As with every year, we can expect the cryptocurrency market to be fairly volatile in 2020. This is a particularly safe prediction when you look at the events that are expected to take place as the year unfolds. Bitcoin might see another halving, Ethereum will continue preparations for the 2.0 launch, and US traders will see the introduction of crypto options trading. Cryptocurrencies have been riding the waves of volatility whilst slowly plodding towards a more mainstream acceptance, and they have periodically received huge amounts of attention from the mainstream press.
As each event occurs through 2020, we can expect to see distinct price action across the world’s crypto exchanges. However, it is arguable that no single event will rock the digital asset space quite like the long-awaited launch of Libra. This is the stablecoin backed by Facebook, and it will come complete with its own wallet and a new payment platform called Calibra.
Its pegging to a basket of fiat currencies means it doesn’t qualify as a true cryptocurrency. Nevertheless, it is being heavily associated with the crypto space, and its impact in its launch year could mean the industry comes under newfound scrutiny, both from a positive and negative perspective.
The single most significant change that Libra is likely to carry into the world of cryptocurrencies is the process of migrating real-world money into the digital environment. Calibra looks likely to function in a similar way to more conventional P2P payment platforms, like Venmo and PayPal. There is a key difference, however: the transactions will be made in the new Libra denomination, and accessible to a sizable portion of Facebook’s global audience. That’s 2.3 billion active users.
If you compare that to the total number of the world’s citizens that have ever owned a cryptocurrency, it is quite telling. According to figures from cybersecurity firm Kaspersky, that’s around 19% of the world’s population, or 1.5 billion people. So Libra has the potential to leapfrog the entire cryptocurrency industry with a successful launch, opening more people’s eyes to the benefits of cryptocurrencies.
Some government regulators in the EU and the USA have already insisted on more oversight into Libra before a full-scale launch. In spite of this, the Libra adoption in other parts of the world indicates a path forward full of promise for the concept of an economy based on digital currency. If Libra is able to achieve wider acceptance and become a mainstream presence, it’s not beyond the scope of possibility for other digital currencies to find their way into the Calibra infrastructure. The fact that certain entities like Xapo and Coinbase are already in the Libra association, is indicative of this vision for the future.
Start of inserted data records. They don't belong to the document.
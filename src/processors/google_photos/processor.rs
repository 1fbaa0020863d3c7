//! Finalizes a Google Photos run: embeds EXIF/XMP tags and filesystem
//! timestamps into the files `preprocess::run` already copied into `media/`.

use std::fs;
use std::path::Path;

use log::{info, warn};
use serde_json::Value;

use crate::config::RunConfig;
use crate::error::AppResult;
use crate::metadata_embed::{self, TagWrite};

use super::preprocess::GooglePhotosMetadata;

fn tags_for(meta: &GooglePhotosMetadata) -> Value {
    let mut tags = serde_json::Map::new();

    if let Some(title) = &meta.title {
        tags.insert("Title".into(), Value::String(title.clone()));
    }
    if let Some(description) = &meta.description {
        tags.insert("Description".into(), Value::String(description.clone()));
        tags.insert("ImageDescription".into(), Value::String(description.clone()));
    }
    if !meta.people.is_empty() {
        let names: Vec<Value> = meta.people.iter().map(|p| Value::String(p.name.clone())).collect();
        tags.insert("Keywords".into(), Value::Array(names));
    }

    let geo = meta.geo_data.as_ref().filter(|g| g.latitude.is_some()).or(meta.geo_data_exif.as_ref());
    if let Some(geo) = geo {
        if let (Some(lat), Some(lon)) = (geo.latitude, geo.longitude) {
            if lat != 0.0 || lon != 0.0 {
                tags.insert("GPSLatitude".into(), Value::from(lat));
                tags.insert("GPSLongitude".into(), Value::from(lon));
                tags.insert("GPSLatitudeRef".into(), Value::String(if lat >= 0.0 { "N" } else { "S" }.into()));
                tags.insert("GPSLongitudeRef".into(), Value::String(if lon >= 0.0 { "E" } else { "W" }.into()));
            }
        }
        if let Some(alt) = geo.altitude {
            tags.insert("GPSAltitude".into(), Value::from(alt));
        }
    }

    if let Some(taken) = meta.photo_taken_time.as_ref().and_then(|t| t.timestamp.as_ref()) {
        if let Ok(epoch) = taken.parse::<i64>() {
            if let Some(dt) = chrono::DateTime::from_timestamp(epoch, 0) {
                tags.insert("DateTimeOriginal".into(), Value::String(dt.format("%Y:%m:%d %H:%M:%S").to_string()));
            }
        }
    }

    Value::Object(tags)
}

fn epoch_of(meta: &GooglePhotosMetadata) -> Option<i64> {
    meta.photo_taken_time.as_ref().and_then(|t| t.timestamp.as_ref()).and_then(|s| s.parse::<i64>().ok())
}

pub fn finalize(output_dir: &Path, _config: &RunConfig) -> AppResult<()> {
    let manifest_path = output_dir.join("metadata.json");
    let manifest: Value = serde_json::from_str(&fs::read_to_string(&manifest_path)?)?;
    let media_dir = output_dir.join("media");

    let entries = manifest["media"].as_array().cloned().unwrap_or_default();
    let mut writes = Vec::new();
    let mut timestamps = Vec::new();

    for entry in &entries {
        let filename = match entry["filename"].as_str() {
            Some(f) => f,
            None => continue,
        };
        let path = media_dir.join(filename);
        if !path.is_file() {
            warn!("Google Photos finalize: {filename} listed in metadata.json but missing from media/");
            continue;
        }

        let Some(meta_value) = entry.get("metadata").filter(|v| !v.is_null()) else {
            continue;
        };
        let meta: GooglePhotosMetadata = serde_json::from_value(meta_value.clone())?;

        let tags = tags_for(&meta);
        if let Value::Object(map) = &tags {
            if !map.is_empty() {
                writes.push(TagWrite { source_file: path.clone(), tags });
            }
        }
        if let Some(epoch) = epoch_of(&meta) {
            timestamps.push((path, epoch));
        }
    }

    let outcomes = metadata_embed::write_tags_batch(&writes)?;
    let failed = outcomes.iter().filter(|o| !o.succeeded).count();
    if failed > 0 {
        warn!("Google Photos finalize: {failed} file(s) failed tag embedding");
    }

    for (path, epoch) in timestamps {
        if let Err(e) = metadata_embed::set_file_time(&path, epoch) {
            warn!("Google Photos finalize: failed to set mtime on {}: {e}", path.display());
        }
    }

    info!("Google Photos finalize: embedded tags on {} file(s)", outcomes.iter().filter(|o| o.succeeded).count());
    Ok(())
}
Libra does, however, pose a risk to the future of cryptocurrency. The visibility and reputation of the tech giants behind Libra, which includes Facebook and Uber, is a clear and present danger to cryptocurrency. Both companies have had notorious episodes of high-profile data breaches, and governments have justifiable doubts about the capability of these huge companies to adequately protect their users’ personal financial information. There are also question marks about the way they use that information themselves.
These substantial concerns cast an ominous shadow over the potential visibility and adoption of Lobra as a mainstream payment option. If users or governments aren’t filled with confidence by the premise of Libra, this could add fuel to the fire of scepticism that still surrounds cryptocurrencies in the eyes of some.
That said, Libra has more hope than anything released so far of becoming a mainstream digital currency. The potential of failure for Libra doesn’t necessarily represent a fatal blow for the cryptocurrency world, but the struggles it faces could serve to further hamper the progress of digital assets after years of unnecessary volatility and controversy.
Ultimately, Libra stands as a substantial question mark for the cryptocurrency space. There is even the possibility that Libra is so distinct from existing cryptocurrencies that there will be no intersection of the two worlds at all.
That said, the majority of indications suggest that Libra will be society’s most significant step to date towards the concept of processing day-to-day transactions with digital currency. It is not yet known whether Bitcoin or Ethereum intend to share in that fate – perhaps they will wait to see the lay of the land before deciding which way to go. One thing is for sure, though: they will both be receiving a new level of attention when Libra launches in 2020.
It’s an exciting and apprehensive time for the crypto space, and all will undoubtedly be watching with interest as events unfold.